"I been saying this repeatedly – the core motivation is a big step to extend our platform in Western and Eastern European markets," says Eric Schwartz, EMEA president at Equinix.

Schwartz was speaking with CBR last week – just days after confirmation that Equinix is to buy TelecityGroup for £2.3bn. The price represented around a 30% premium on Telecity’s share price and the circumstances of the deal, scuppering Telecity’s proposed merger with Nasdaq listed Dutch data centre colo player Interxion has sparked huge interest.

Last week Mr Schwartz was attending a data centre event being held in Monaco. He was being asked constantly about the deal.

"Equinix did not do it to block the other transaction. The motivation is about our business and we have a very clear view of how the two companies combine to build a bigger business," he says.

Was the company’s move to REIT status a factor? A REIT is a Real Estate Investment Trust, which gets favourable tax status in the US which must adhere to particular investment and dividend rules.

Says Mr Schwartz: "We’re covered under the same chapter of US tax code [as firms such as Digital Realty and Du Pont Fabros, both REITs in the data centre business.]. We view ourselves as an operating business with particularly valuable assets. We exist to generate a return on capital for investors and the model is serving particular needs of customers."

"The REIT status applies in the US. For everything outside we’re a local tax payer. Part of the misconception is that that we somehow managed to work some tax magic, but that’s not the case," he says.

"Our business is high quality data centres, cross connects, internet exchange hosting, cloud exchanges and other services. Over the next six months or more we will extend the cloud exchange where we can serve customers and extend it into Telecity."

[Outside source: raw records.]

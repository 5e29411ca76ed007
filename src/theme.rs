//! Theme system for the TUI.
//!
//! Provides semantic color roles that map to ratatui `Style` values.
//! The `ThemeVariant` enum selects between Dark and Light palettes,
//! and `StyleMap` resolves role names to concrete styles.

use ratatui::style::{Color, Modifier, Style};
use std::collections::HashMap;

// ============================================================================
// Theme Variant
// ============================================================================

/// Available theme variants.
#[derive(Debug, Clone, Copy, PartialEq, Eq)]
pub enum ThemeVariant {
    Dark,
    Light,
}

impl ThemeVariant {
    /// Parse a variant name from a string (case-insensitive).
    pub fn from_str_name(s: &str) -> Option<Self> {
        match s.to_ascii_lowercase().as_str() {
            "dark" => Some(Self::Dark),
            "light" => Some(Self::Light),
            _ => None,
        }
    }

    pub fn palette(self) -> ColorPalette {
        match self {
            Self::Dark => ColorPalette::dark(),
            Self::Light => ColorPalette::light(),
        }
    }

    /// Cycle to the next variant: Dark → Light → Dark.
    pub fn next(self) -> Self {
        match self {
            Self::Dark => Self::Light,
            Self::Light => Self::Dark,
        }
    }

    pub fn name(self) -> &'static str {
        match self {
            Self::Dark => "Dark",
            Self::Light => "Light",
        }
    }
}

// ============================================================================
// Color Palette: semantic roles to Style
// ============================================================================

/// Every semantic UI role of the dashboard mapped to a `Style`.
#[derive(Debug, Clone)]
pub struct ColorPalette {
    // -- Chart --
    pub bubble_normal: Style,
    pub bubble_selected: Style,
    pub bubble_label: Style,
    pub chart_title: Style,

    // -- Info panel --
    pub card_title: Style,
    pub card_selected: Style,
    pub card_meta: Style,
    pub card_body: Style,

    // -- Chrome --
    pub status_bar: Style,
    pub panel_border: Style,
    pub panel_border_focused: Style,
    pub help_heading: Style,
}

impl ColorPalette {
    fn dark() -> Self {
        Self {
            bubble_normal: Style::default().fg(Color::Cyan),
            bubble_selected: Style::default()
                .fg(Color::Yellow)
                .add_modifier(Modifier::BOLD),
            bubble_label: Style::default().fg(Color::White),
            chart_title: Style::default()
                .fg(Color::Cyan)
                .add_modifier(Modifier::BOLD),

            card_title: Style::default().add_modifier(Modifier::BOLD),
            card_selected: Style::default().bg(Color::DarkGray).fg(Color::White),
            card_meta: Style::default().fg(Color::DarkGray),
            card_body: Style::default(),

            status_bar: Style::default().bg(Color::DarkGray).fg(Color::White),
            panel_border: Style::default(),
            panel_border_focused: Style::default().fg(Color::Cyan),
            help_heading: Style::default()
                .fg(Color::Cyan)
                .add_modifier(Modifier::BOLD),
        }
    }

    /// Light palette: adapted for light terminal backgrounds.
    fn light() -> Self {
        Self {
            bubble_normal: Style::default().fg(Color::Blue),
            bubble_selected: Style::default()
                .fg(Color::Magenta)
                .add_modifier(Modifier::BOLD),
            bubble_label: Style::default().fg(Color::Black),
            chart_title: Style::default()
                .fg(Color::Blue)
                .add_modifier(Modifier::BOLD),

            card_title: Style::default()
                .fg(Color::Black)
                .add_modifier(Modifier::BOLD),
            card_selected: Style::default().bg(Color::Blue).fg(Color::White),
            card_meta: Style::default().fg(Color::DarkGray),
            card_body: Style::default().fg(Color::Black),

            status_bar: Style::default().bg(Color::White).fg(Color::Black),
            panel_border: Style::default().fg(Color::DarkGray),
            panel_border_focused: Style::default().fg(Color::Blue),
            help_heading: Style::default()
                .fg(Color::Blue)
                .add_modifier(Modifier::BOLD),
        }
    }
}

// ============================================================================
// Style Map: string-keyed lookup
// ============================================================================

/// String-keyed style lookup built from a `ColorPalette`.
#[derive(Debug, Clone)]
pub struct StyleMap {
    map: HashMap<&'static str, Style>,
}

/// All semantic role names, in declaration order.
const ROLE_NAMES: [&str; 12] = [
    "bubble_normal",
    "bubble_selected",
    "bubble_label",
    "chart_title",
    "card_title",
    "card_selected",
    "card_meta",
    "card_body",
    "status_bar",
    "panel_border",
    "panel_border_focused",
    "help_heading",
];

impl StyleMap {
    pub fn from_palette(p: &ColorPalette) -> Self {
        let styles: [Style; 12] = [
            p.bubble_normal,
            p.bubble_selected,
            p.bubble_label,
            p.chart_title,
            p.card_title,
            p.card_selected,
            p.card_meta,
            p.card_body,
            p.status_bar,
            p.panel_border,
            p.panel_border_focused,
            p.help_heading,
        ];

        let map = ROLE_NAMES.iter().copied().zip(styles).collect();
        Self { map }
    }

    /// Resolve a role name to its `Style`. Returns `Style::default()` for unknown roles.
    pub fn resolve(&self, role: &str) -> Style {
        self.map.get(role).copied().unwrap_or_default()
    }
}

The building of exchanges and attracting companies into ecosystems of interest has been an Equinix tactic for several years. But the company insists that while it is interesting to see how the competition is positioning it is not becoming a cloud provider.

"We are a data centre company. We have a stack that doesn’t go up to the hardware or software of our clients. We rub shoulders with cloud providers, some I’ve never heard of who are specialist in particular areas such as specialised cloud implementation and cloud adaptation."

"We’ve added more vertical domain expertise, for example we spent a lot of time with financial services firms getting to understand electronic trading. Now we are looking at other elements of their value chain. We’ve added horizontal expertise on ways that cloud technology and platforms deployed on our sites can be used to solve business problems in the verticals we service."

Mr Schwartz knows he has a big integration ahead with Telecity. "We’ve done it in the past, but not at this scale. We’re much better prepared in a way we wouldn’t have been be two or three years ago."

Will the Equinix takeover of Telecity change the data centre landscape in Europe?

"I think you could see a few other transactions but whether that’s as a result of recent activities or whether that’s based on the actual conditions in the industry and the clumping mentality that goes on in M+A arena is unclear. A number of companies would be excited to see the valuation of Telecity. It is hard to predict. "

The data centre market is relatively bullish says Schwartz, ‘the transition to cloud, when all is said and done, is a net opportunity."

Equinix will close its TelecityGroup acquisition in the first half of 2016.